| name | infra-engineer |
| description | Comprehensive infrastructure engineering covering DevOps, cloud platforms, FinOps, and DevSecOps. Platforms: AWS (EC2, Lambda, S3, ECS, EKS, RDS, CloudFormation), Azure basics, Cloudflare (Workers, R2, D1, Pages), GCP (GKE, Cloud Run, Cloud Storage), Docker, Kubernetes. Capabilities: CI/CD pipelines (GitHub Actions, GitLab CI, Jenkins), GitOps, infrastructure as code (Terraform, CloudFormation), container orchestration, cost optimization, security scanning, vulnerability management, secrets management, compliance (SOC2, HIPAA). Actions: deploy, configure, manage, scale, monitor, secure, optimize cloud infrastructure. Keywords: AWS, EC2, Lambda, S3, ECS, EKS, RDS, CloudFormation, Azure, Kubernetes, k8s, Docker, Terraform, CI/CD, GitHub Actions, GitLab CI, Jenkins, ArgoCD, Flux, cost optimization, FinOps, reserved instances, spot instances, security scanning, SAST, DAST, vulnerability management, secrets management, Vault, compliance, monitoring, observability.
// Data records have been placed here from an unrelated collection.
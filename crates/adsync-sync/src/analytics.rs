//! Read-only aggregates over an owner's stored campaigns.

use adsync_core::currency;
use adsync_core::{
    Campaign, CampaignFilter, CampaignStatus, CampaignStore, Currency, Metrics, Owner, Page,
    PageRequest, Period, TrendBucket,
};
use chrono::{DateTime, Utc};
use rust_decimal::{Decimal, RoundingStrategy};
use serde::Serialize;
use uuid::Uuid;

use crate::error::SyncError;

/// Days the single-campaign daily average is spread over.
const DAILY_AVERAGE_DAYS: i64 = 7;

#[derive(Debug, Clone, Copy, Default, PartialEq, Eq)]
pub struct AnalyticsQuery {
    pub period: Period,
    pub status: Option<CampaignStatus>,
    pub page: PageRequest,
}

#[derive(Debug, Clone, PartialEq, Serialize)]
#[serde(rename_all = "camelCase")]
pub struct AnalyticsSummary {
    pub total: u64,
    pub active: u64,
    pub total_spend: Decimal,
    pub total_spend_formatted: String,
    pub currency: Currency,
    pub period: Period,
    pub start_date: DateTime<Utc>,
    pub end_date: DateTime<Utc>,
}

#[derive(Debug, Clone, PartialEq)]
pub struct CampaignListAnalytics {
    pub campaigns: Page<Campaign>,
    pub summary: AnalyticsSummary,
    pub trends: Vec<TrendBucket>,
}

#[derive(Debug, Clone, PartialEq, Serialize)]
#[serde(rename_all = "camelCase")]
pub struct DailyAverage {
    pub impressions: Decimal,
    pub clicks: Decimal,
    pub spend: Decimal,
    pub spend_formatted: String,
    pub conversions: Decimal,
}

#[derive(Debug, Clone, PartialEq)]
pub struct CampaignAnalytics {
    pub campaign: Campaign,
    pub period: Period,
    pub daily_average: DailyAverage,
    pub currency: Currency,
    pub start_date: DateTime<Utc>,
    pub end_date: DateTime<Utc>,
}

fn per_day(total: Decimal) -> Decimal {
    (total / Decimal::from(DAILY_AVERAGE_DAYS))
        .round_dp_with_strategy(2, RoundingStrategy::MidpointAwayFromZero)
}

/// Cached metrics spread evenly over a week.
#[must_use]
pub fn daily_average(metrics: &Metrics, currency: Currency) -> DailyAverage {
    let spend = per_day(metrics.spend);
    DailyAverage {
        impressions: per_day(Decimal::from(metrics.impressions)),
        clicks: per_day(Decimal::from(metrics.clicks)),
        spend_formatted: currency::format(spend, currency),
        spend,
        conversions: per_day(Decimal::from(metrics.conversions)),
    }
}

/// Paged campaign list plus summary counts and a daily trend series for the
/// query's period.
///
/// # Errors
///
/// Returns [`SyncError::Persistence`] if any store query fails.
pub async fn campaign_list_analytics(
    store: &dyn CampaignStore,
    owner: &Owner,
    query: AnalyticsQuery,
    now: DateTime<Utc>,
) -> Result<CampaignListAnalytics, SyncError> {
    let filter = CampaignFilter {
        status: query.status,
    };
    let window = query.period.window(now);

    let campaigns = store.find(owner.id, &filter, query.page).await?;
    let counts = store.count_by_status(owner.id, &filter).await?;
    let total_spend = store.sum_spend(owner.id, &filter).await?;
    let trends = store.daily_trends(owner.id, &filter, window).await?;

    tracing::debug!(
        owner_id = %owner.id,
        period = %query.period,
        total = counts.total,
        buckets = trends.len(),
        "campaign analytics computed"
    );

    Ok(CampaignListAnalytics {
        campaigns,
        summary: AnalyticsSummary {
            total: counts.total,
            active: counts.active,
            total_spend,
            total_spend_formatted: currency::format(total_spend, owner.currency),
            currency: owner.currency,
            period: query.period,
            start_date: window.start,
            end_date: window.end,
        },
        trends,
    })
}

/// Analytics for one owner-scoped campaign.
///
/// # Errors
///
/// [`SyncError::NotFound`] when the campaign is absent or owned by someone
/// else, [`SyncError::Persistence`] on store failure.
pub async fn campaign_analytics(
    store: &dyn CampaignStore,
    owner: &Owner,
    id: Uuid,
    period: Period,
    now: DateTime<Utc>,
) -> Result<CampaignAnalytics, SyncError> {
    let campaign = store
        .find_one(owner.id, id)
        .await?
        .ok_or(SyncError::NotFound)?;
    let window = period.window(now);
    Ok(CampaignAnalytics {
        daily_average: daily_average(&campaign.metrics, owner.currency),
        campaign,
        period,
        currency: owner.currency,
        start_date: window.start,
        end_date: window.end,
    })
}

#[cfg(test)]
mod tests {
    use super::*;

    #[test]
    fn daily_average_divides_by_seven() {
        let metrics = Metrics {
            impressions: 700,
            clicks: 70,
            ctr: Decimal::new(10, 0),
            spend: Decimal::new(1400, 0),
            conversions: 10,
        };
        let avg = daily_average(&metrics, Currency::Pkr);
        assert_eq!(avg.impressions, Decimal::new(100, 0));
        assert_eq!(avg.clicks, Decimal::new(10, 0));
        assert_eq!(avg.spend, Decimal::new(200, 0));
        assert_eq!(avg.spend_formatted, "₨200.00");
        assert_eq!(avg.conversions, Decimal::new(143, 2));
    }

    #[test]
    fn zero_metrics_average_to_zero() {
        let avg = daily_average(&Metrics::default(), Currency::Usd);
        assert!(avg.spend.is_zero());
        assert_eq!(avg.spend_formatted, "$0.00");
    }
}
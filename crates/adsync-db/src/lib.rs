use adsync_core::{AppConfig, StoreError};
use sqlx::{postgres::PgPoolOptions, PgPool};
use std::time::Duration;
use thiserror::Error;

const DEFAULT_MAX_CONNECTIONS: u32 = 10;
const DEFAULT_MIN_CONNECTIONS: u32 = 1;
const DEFAULT_ACQUIRE_TIMEOUT_SECS: u64 = 10;

// Path relative to crates/adsync-db/Cargo.toml; resolves to <workspace-root>/migrations/
static MIGRATOR: sqlx::migrate::Migrator = sqlx::migrate!("../../migrations");

#[derive(Debug, Clone, Copy)]
pub struct PoolConfig {
    pub max_connections: u32,
    pub min_connections: u32,
    pub acquire_timeout_secs: u64,
}

impl Default for PoolConfig {
    fn default() -> Self {
        Self {
            max_connections: DEFAULT_MAX_CONNECTIONS,
            min_connections: DEFAULT_MIN_CONNECTIONS,
            acquire_timeout_secs: DEFAULT_ACQUIRE_TIMEOUT_SECS,
        }
    }
}

impl PoolConfig {
    #[must_use]
    pub fn from_app_config(config: &AppConfig) -> Self {
        Self {
            max_connections: config.db_max_connections,
            min_connections: config.db_min_connections,
            acquire_timeout_secs: config.db_acquire_timeout_secs,
        }
    }
}

#[derive(Debug, Error)]
pub enum DbError {
    #[error("record not found")]
    NotFound,
    #[error("unexpected value in column {column}: {reason}")]
    Decode { column: &'static str, reason: String },
    #[error(transparent)]
    Sqlx(#[from] sqlx::Error),
    #[error(transparent)]
    Migration(#[from] sqlx::migrate::MigrateError),
}

impl DbError {
    fn is_unique_violation(&self) -> bool {
        matches!(self, DbError::Sqlx(sqlx::Error::Database(db)) if db.is_unique_violation())
    }
}

impl From<DbError> for StoreError {
    fn from(err: DbError) -> Self {
        if err.is_unique_violation() {
            return StoreError::Conflict(err.to_string());
        }
        match err {
            DbError::NotFound => StoreError::NotFound,
            other => StoreError::backend(other),
        }
    }
}

/// Connect to a Postgres pool using explicit URL and config.
///
/// # Errors
///
/// Returns [`sqlx::Error`] if the connection cannot be established.
pub async fn connect_pool(database_url: &str, config: PoolConfig) -> Result<PgPool, sqlx::Error> {
    PgPoolOptions::new()
        .max_connections(config.max_connections)
        .min_connections(config.min_connections)
        .acquire_timeout(Duration::from_secs(config.acquire_timeout_secs))
        .connect(database_url)
        .await
}

/// Connect using the URL and pool settings from [`AppConfig`].
///
/// # Errors
///
/// Returns [`DbError::Sqlx`] if the connection cannot be established.
pub async fn connect_from_config(config: &AppConfig) -> Result<PgPool, DbError> {
    connect_pool(&config.database_url, PoolConfig::from_app_config(config))
        .await
        .map_err(DbError::from)
}

/// Run all pending migrations against the pool.
///
/// Returns the number of migrations that were applied.
///
/// # Errors
///
/// Returns [`sqlx::migrate::MigrateError`] if any migration fails.
pub async fn run_migrations(pool: &PgPool) -> Result<usize, sqlx::migrate::MigrateError> {
    // _sqlx_migrations does not exist on a fresh database; count that as zero.
    let applied_before: i64 =
        sqlx::query_scalar::<_, i64>("SELECT COUNT(*) FROM _sqlx_migrations WHERE success = true")
            .fetch_one(pool)
            .await
            .unwrap_or(0);

    MIGRATOR.run(pool).await?;

    let applied_after: i64 =
        sqlx::query_scalar::<_, i64>("SELECT COUNT(*) FROM _sqlx_migrations WHERE success = true")
            .fetch_one(pool)
            .await
            .unwrap_or(0);

    let delta = (applied_after - applied_before).max(0);
    Ok(usize::try_from(delta).unwrap_or(0))
}

/// Send a `SELECT 1` to verify the pool has a live connection.
///
/// # Errors
///
/// Returns [`sqlx::Error`] if the query fails.
pub async fn ping(pool: &PgPool) -> Result<(), sqlx::Error> {
    sqlx::query_scalar::<_, i32>("SELECT 1")
        .fetch_one(pool)
        .await?;
    Ok(())
}

/// Ping the pool and return a typed error on failure.
///
/// # Errors
///
/// Returns [`DbError`] if the ping fails.
pub async fn health_check(pool: &PgPool) -> Result<(), DbError> {
    ping(pool).await?;
    Ok(())
}

#[cfg(test)]
mod tests {
    use super::*;

    #[test]
    fn pool_config_has_sane_defaults() {
        let config = PoolConfig::default();

        assert_eq!(config.max_connections, DEFAULT_MAX_CONNECTIONS);
        assert_eq!(config.min_connections, DEFAULT_MIN_CONNECTIONS);
        assert_eq!(config.acquire_timeout_secs, DEFAULT_ACQUIRE_TIMEOUT_SECS);
    }

    #[test]
    fn not_found_maps_to_store_not_found() {
        assert!(matches!(
            StoreError::from(DbError::NotFound),
            StoreError::NotFound
        ));
    }

    #[test]
    fn decode_failure_is_a_backend_error() {
        let err = DbError::Decode {
            column: "status",
            reason: "bogus".to_string(),
        };
        assert!(matches!(StoreError::from(err), StoreError::Backend(_)));
    }
}

pub mod campaigns;
pub mod store;
pub mod users;

pub use campaigns::CampaignRow;
pub use store::PgStore;
pub use users::UserRow;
Use when: deploying to AWS/Azure/GCP/Cloudflare, setting up CI/CD pipelines, implementing GitOps workflows, managing Kubernetes clusters, optimizing cloud costs, implementing security best practices, managing infrastructure as code, container orchestration, compliance requirements, cost analysis and optimization. |
| license | MIT |
| version | 2.0.0 |
Infrastructure Engineering Skill
Comprehensive guide for modern infrastructure engineering covering DevOps practices, multi-cloud platforms (AWS, Azure, GCP, Cloudflare), FinOps cost optimization, and DevSecOps security practices.
When to Use This Skill
Use this skill when:
- DevOps: Setting up CI/CD pipelines (GitHub Actions, GitLab CI, Jenkins), implementing GitOps workflows (ArgoCD, Flux)
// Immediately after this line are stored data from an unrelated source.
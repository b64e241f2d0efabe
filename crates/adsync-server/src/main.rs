mod api;
mod auth;
mod middleware;

use std::sync::Arc;

use adsync_meta::MetaClient;
use tracing_subscriber::EnvFilter;

use crate::api::{build_app, rate_limit_state, AppState};

#[tokio::main]
async fn main() -> anyhow::Result<()> {
    let config = adsync_core::load_app_config()?;
    let env_filter = EnvFilter::try_from_default_env()
        .or_else(|_| EnvFilter::try_new(config.log_level.clone()))?;
    tracing_subscriber::fmt().with_env_filter(env_filter).init();

    if config.jwt_secret_is_fallback {
        tracing::warn!("ADSYNC_JWT_SECRET not set; using the development signing secret");
    }

    let pool = adsync_db::connect_from_config(&config).await?;
    adsync_db::run_migrations(&pool).await?;

    let platform = Arc::new(MetaClient::from_config(&config)?);
    let state = AppState::from_config(&config, pool, platform);
    let app = build_app(state, rate_limit_state(&config));

    let listener = tokio::net::TcpListener::bind(config.bind_addr).await?;
    tracing::info!(addr = %config.bind_addr, env = %config.env, "adsync server listening");
    axum::serve(listener, app)
        .with_graceful_shutdown(shutdown_signal())
        .await?;
    Ok(())
}

async fn shutdown_signal() {
    let ctrl_c = async {
        tokio::signal::ctrl_c()
            .await
            .expect("failed to listen for ctrl-c");
    };

    #[cfg(unix)]
    let terminate = async {
        tokio::signal::unix::signal(tokio::signal::unix::SignalKind::terminate())
            .expect("failed to install signal handler")
            .recv()
            .await;
    };

    #[cfg(not(unix))]
    let terminate = std::future::pending::<()>();

    tokio::select! {
        () = ctrl_c => {},
        () = terminate => {},
    }

    tracing::info!("received shutdown signal, starting graceful shutdown");
}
- AWS: Deploying to EC2, Lambda, ECS, EKS, managing S3, RDS, using CloudFormation/CDK
- Azure: Working with Azure VMs, App Service, AKS, Azure Functions, Storage Accounts
- GCP: Managing Compute Engine, GKE, Cloud Run, Cloud Storage, App Engine
- Cloudflare: Deploying Workers, R2 storage, D1 databases, Pages applications
- Kubernetes: Managing clusters, deployments, services, ingress, Helm charts, operators
- Docker: Containerizing applications, multi-stage builds, Docker Compose, registries
- FinOps: Analyzing cloud costs, optimizing spend, reserved instances, spot instances, rightsizing
- DevSecOps: Security scanning (SAST/DAST), vulnerability management, secrets management, compliance
- IaC: Terraform, CloudFormation, Pulumi, configuration management
- Monitoring: Setting up observability, logging, metrics, alerting, distributed tracing
Platform Selection Guide
When to Use AWS
Best For:
- General-purpose cloud computing at scale
- Mature ecosystem with 200+ services
- Enterprise workloads with compliance requirements
- Hybrid cloud with AWS Outposts
- Extensive third-party integrations
- Advanced networking and security controls
Key Services:
- EC2 (virtual machines, flexible compute)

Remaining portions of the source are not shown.